» **What to work on**
Would you work out how many of the lines below hold "ObjectMeta" and reply with nothing but the number?

» **Provided material**
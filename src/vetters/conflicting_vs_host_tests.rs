// Copyright (c) 2025 Erick Bourgeois, firestoned
// SPDX-License-Identifier: MIT

//! Unit tests for `conflicting_vs_host.rs`

use super::*;
use crate::crd::{RoutingRef, VirtualService, VirtualServiceSpec};
use crate::errors::HostnameError;
use crate::finding::ContentHashIdentifier;
use crate::hostname::ServiceHostNormalizer;
use crate::source::StaticSource;
use k8s_openapi::apimachinery::pkg::apis::meta::v1::ObjectMeta;

fn run(objects: &[RoutingRef]) -> Result<Vec<Finding>, VetError> {
    detect(
        objects,
        &ServiceHostNormalizer::default(),
        &ContentHashIdentifier,
    )
}

fn hosts_of(findings: &[Finding]) -> Vec<&str> {
    findings
        .iter()
        .filter_map(|finding| finding.attribute(ATTR_HOST))
        .collect()
}

fn virtual_service(name: &str, namespace: &str, hosts: &[&str]) -> VirtualService {
    VirtualService {
        metadata: ObjectMeta {
            name: Some(name.to_string()),
            namespace: Some(namespace.to_string()),
            ..Default::default()
        },
        spec: VirtualServiceSpec {
            hosts: hosts.iter().map(ToString::to_string).collect(),
            ..Default::default()
        },
    }
}

#[test]
fn test_empty_input_yields_no_findings() {
    assert!(run(&[]).unwrap().is_empty());
}

#[test]
fn test_unique_hosts_yield_no_findings() {
    let objects = vec![
        RoutingRef::new("a", "ns1", &["foo", "bar.example.com"]),
        RoutingRef::new("b", "ns1", &["baz"]),
        RoutingRef::new("c", "ns2", &["foo"]), // foo.ns2.svc, not foo.ns1.svc
        RoutingRef::new("d", "ns2", &[]),
    ];

    assert!(run(&objects).unwrap().is_empty());
}

#[test]
fn test_pairwise_conflict() {
    let objects = vec![
        RoutingRef::new("A", "ns1", &["foo.ns1.svc"]),
        RoutingRef::new("B", "ns1", &["foo.ns1.svc"]),
    ];

    let findings = run(&objects).unwrap();

    assert_eq!(findings.len(), 1);
    let finding = &findings[0];
    assert_eq!(finding.attribute(ATTR_HOST), Some("foo.ns1.svc"));
    assert_eq!(finding.attribute(ATTR_OBJECT_NAMES), Some("A, B"));
    assert_eq!(finding.attribute(ATTR_NAMESPACES), Some("ns1, ns1"));
    assert_eq!(finding.kind, KIND_HOST_IN_MULTIPLE_VS);
    assert_eq!(finding.severity, Severity::Error);
    assert_eq!(finding.summary, HOST_IN_MULTIPLE_VS_SUMMARY);
    assert_eq!(finding.message, HOST_IN_MULTIPLE_VS_MESSAGE);
    assert_eq!(finding.attributes.len(), 3);
    assert_eq!(finding.id.len(), 64);
}

#[test]
fn test_object_names_align_with_namespaces() {
    let objects = vec![
        RoutingRef::new("A", "ns1", &["foo.ns1.svc"]),
        RoutingRef::new("B", "ns2", &["foo.ns1.svc.cluster.local"]),
    ];

    let findings = run(&objects).unwrap();
    let finding = &findings[0];

    let keys: Vec<&str> = finding.attributes.keys().map(String::as_str).collect();
    assert_eq!(keys, vec!["host", "namespaces", "object_names"]);
    assert_eq!(finding.attribute("object_names"), Some("A, B"));

    let names: Vec<&str> = finding.attribute(ATTR_OBJECT_NAMES).unwrap().split(", ").collect();
    let namespaces: Vec<&str> = finding.attribute(ATTR_NAMESPACES).unwrap().split(", ").collect();
    assert_eq!(
        names.into_iter().zip(namespaces).collect::<Vec<_>>(),
        vec![("A", "ns1"), ("B", "ns2")]
    );

    assert_eq!(
        finding.rendered_message(),
        "The VirtualServices A, B in namespace(s) ns1, ns2 define the same host, foo.ns1.svc. \
         A host name can be defined by only one VirtualService. Consider updating the \
         VirtualService(s) to have unique hostnames."
    );
}

#[test]
fn test_shorthand_equals_fully_qualified() {
    let objects = vec![
        RoutingRef::new("A", "ns1", &["foo"]),
        RoutingRef::new("B", "ns1", &["foo.ns1.svc"]),
        RoutingRef::new("C", "ns2", &["foo.ns1.svc.cluster.local"]),
    ];

    let findings = run(&objects).unwrap();

    assert_eq!(findings.len(), 1);
    assert_eq!(findings[0].attribute(ATTR_HOST), Some("foo.ns1.svc"));
    assert_eq!(findings[0].attribute(ATTR_OBJECT_NAMES), Some("A, B, C"));
    assert_eq!(findings[0].attribute(ATTR_NAMESPACES), Some("ns1, ns1, ns2"));
}

#[test]
fn test_cross_namespace_conflict() {
    let objects = vec![
        RoutingRef::new("A", "ns1", &["shared.example.com"]),
        RoutingRef::new("B", "ns2", &["shared.example.com"]),
    ];

    let findings = run(&objects).unwrap();

    assert_eq!(findings.len(), 1);
    assert_eq!(findings[0].attribute(ATTR_HOST), Some("shared.example.com"));
    assert_eq!(findings[0].attribute(ATTR_OBJECT_NAMES), Some("A, B"));
    assert_eq!(findings[0].attribute(ATTR_NAMESPACES), Some("ns1, ns2"));
}

#[test]
fn test_same_name_in_different_namespaces_is_distinct() {
    let objects = vec![
        RoutingRef::new("gateway", "ns1", &["shared.example.com"]),
        RoutingRef::new("gateway", "ns2", &["shared.example.com"]),
    ];

    let findings = run(&objects).unwrap();

    assert_eq!(findings.len(), 1);
    assert_eq!(
        findings[0].attribute(ATTR_OBJECT_NAMES),
        Some("gateway, gateway")
    );
}

#[test]
fn test_self_repetition_is_not_a_conflict() {
    let objects = vec![
        RoutingRef::new("A", "ns1", &["foo", "foo.ns1.svc", "FOO"]),
        RoutingRef::new("B", "ns1", &["bar"]),
    ];

    assert!(run(&objects).unwrap().is_empty());
}

#[test]
fn test_self_repetition_is_listed_verbatim_in_a_conflict() {
    let objects = vec![
        RoutingRef::new("A", "ns1", &["foo", "foo"]),
        RoutingRef::new("B", "ns1", &["foo"]),
    ];

    let findings = run(&objects).unwrap();

    assert_eq!(findings.len(), 1);
    assert_eq!(findings[0].attribute(ATTR_OBJECT_NAMES), Some("A, A, B"));
    assert_eq!(findings[0].attribute(ATTR_NAMESPACES), Some("ns1, ns1, ns1"));
}

#[test]
fn test_owners_follow_input_order() {
    let objects = vec![
        RoutingRef::new("zeta", "ns2", &["shared.example.com"]),
        RoutingRef::new("alpha", "ns1", &["shared.example.com"]),
    ];

    let findings = run(&objects).unwrap();

    assert_eq!(findings[0].attribute(ATTR_OBJECT_NAMES), Some("zeta, alpha"));
    assert_eq!(findings[0].attribute(ATTR_NAMESPACES), Some("ns2, ns1"));
}

#[test]
fn test_findings_sorted_by_host() {
    let objects = vec![
        RoutingRef::new("a", "ns1", &["zulu.example.com", "alpha.example.com", "mike"]),
        RoutingRef::new("b", "ns1", &["mike.ns1.svc", "zulu.example.com"]),
        RoutingRef::new("c", "ns2", &["alpha.example.com"]),
    ];

    let findings = run(&objects).unwrap();

    assert_eq!(
        hosts_of(&findings),
        vec!["alpha.example.com", "mike.ns1.svc", "zulu.example.com"]
    );
}

#[test]
fn test_detection_is_deterministic() {
    let objects = vec![
        RoutingRef::new("a", "ns1", &["foo", "shared.example.com"]),
        RoutingRef::new("b", "ns2", &["shared.example.com", "foo.ns1.svc"]),
        RoutingRef::new("c", "ns3", &["other.example.com"]),
    ];

    let first = run(&objects).unwrap();
    let second = run(&objects).unwrap();

    assert_eq!(first, second);
    assert_eq!(
        serde_json::to_string(&first).unwrap(),
        serde_json::to_string(&second).unwrap()
    );
    assert_ne!(first[0].id, first[1].id);
}

#[test]
fn test_ids_match_content_hash() {
    let objects = vec![
        RoutingRef::new("a", "ns1", &["foo"]),
        RoutingRef::new("b", "ns1", &["foo"]),
    ];

    let findings = run(&objects).unwrap();
    let recomputed = ContentHashIdentifier.compute_id(&findings[0]);

    assert_eq!(findings[0].id, recomputed);
}

#[test]
fn test_identifier_runs_after_attributes_are_final() {
    let objects = vec![
        RoutingRef::new("a", "ns1", &["foo"]),
        RoutingRef::new("b", "ns1", &["foo"]),
    ];
    let identifier = |finding: &Finding| {
        format!(
            "{}|{}",
            finding.attribute(ATTR_HOST).unwrap_or("missing"),
            finding.attribute(ATTR_OBJECT_NAMES).unwrap_or("missing")
        )
    };

    let findings = detect(&objects, &ServiceHostNormalizer::default(), &identifier).unwrap();

    assert_eq!(findings[0].id, "foo.ns1.svc|a, b");
}

#[test]
fn test_normalization_failure_is_fatal() {
    let objects = vec![
        RoutingRef::new("a", "ns1", &["shared.example.com"]),
        RoutingRef::new("b", "ns1", &["shared.example.com"]),
        RoutingRef::new("broken", "ns2", &["ok.example.com", "bad..host"]),
    ];

    match run(&objects) {
        Err(VetError::Normalization {
            name,
            namespace,
            host,
            source,
        }) => {
            assert_eq!(name, "broken");
            assert_eq!(namespace, "ns2");
            assert_eq!(host, "bad..host");
            assert!(matches!(source, HostnameError::InvalidLabel { .. }));
        }
        other => panic!("expected normalization error, got {other:?}"),
    }
}

#[test]
fn test_custom_normalizer_is_used() {
    let objects = vec![
        RoutingRef::new("a", "ns1", &["foo"]),
        RoutingRef::new("b", "ns2", &["foo"]),
    ];
    // Ignores namespaces entirely, so bare names collide across namespaces
    let bare = |host: &str, _namespace: &str| -> Result<String, HostnameError> {
        Ok(host.to_string())
    };

    let findings = detect(&objects, &bare, &ContentHashIdentifier).unwrap();

    assert_eq!(hosts_of(&findings), vec!["foo"]);
}

#[test]
fn test_detect_accepts_virtual_services() {
    let objects = vec![
        virtual_service("reviews", "bookinfo", &["reviews"]),
        virtual_service("reviews-canary", "bookinfo", &["reviews.bookinfo.svc.cluster.local"]),
    ];

    let findings = detect(
        &objects,
        &ServiceHostNormalizer::default(),
        &ContentHashIdentifier,
    )
    .unwrap();

    assert_eq!(findings.len(), 1);
    assert_eq!(
        findings[0].rendered_summary(),
        "Multiple VirtualServices define the same host - reviews.bookinfo.svc"
    );
    assert_eq!(
        findings[0].rendered_message(),
        "The VirtualServices reviews, reviews-canary in namespace(s) bookinfo, bookinfo define \
         the same host, reviews.bookinfo.svc. A host name can be defined by only one \
         VirtualService. Consider updating the VirtualService(s) to have unique hostnames."
    );
}

#[test]
fn test_conflicting_host_finding_has_empty_id() {
    let a = RoutingRef::new("a", "ns1", &[]);
    let b = RoutingRef::new("b", "ns2", &[]);

    let finding = conflicting_host_finding("foo.example.com", &[&a, &b]);

    assert!(finding.id.is_empty());
    assert_eq!(finding.attribute(ATTR_OBJECT_NAMES), Some("a, b"));
}

#[tokio::test]
async fn test_vetter_reads_from_source() {
    let source = StaticSource::new(vec![
        virtual_service("a", "ns1", &["shared.example.com"]),
        virtual_service("b", "ns2", &["shared.example.com"]),
        virtual_service("c", "ns2", &["c"]),
    ]);
    let vetter = ConflictingVirtualServiceHost::new(
        Arc::new(source),
        Arc::new(ServiceHostNormalizer::default()),
        Arc::new(ContentHashIdentifier),
    );

    let info = vetter.info();
    assert_eq!(info.id, "ConflictingVirtualServiceHost");
    assert_eq!(info.version, "0.1.0");

    let findings = vetter.vet().await.unwrap();
    assert_eq!(hosts_of(&findings), vec!["shared.example.com"]);
}

#[tokio::test]
async fn test_vetter_propagates_normalization_error() {
    let source = StaticSource::new(vec![virtual_service("a", "ns1", &["foo.*.com"])]);
    let vetter = ConflictingVirtualServiceHost::new(
        Arc::new(source),
        Arc::new(ServiceHostNormalizer::default()),
        Arc::new(ContentHashIdentifier),
    );

    let result = vetter.vet().await;
    assert!(matches!(result, Err(VetError::Normalization { .. })));
}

» **Response to this exercise**
2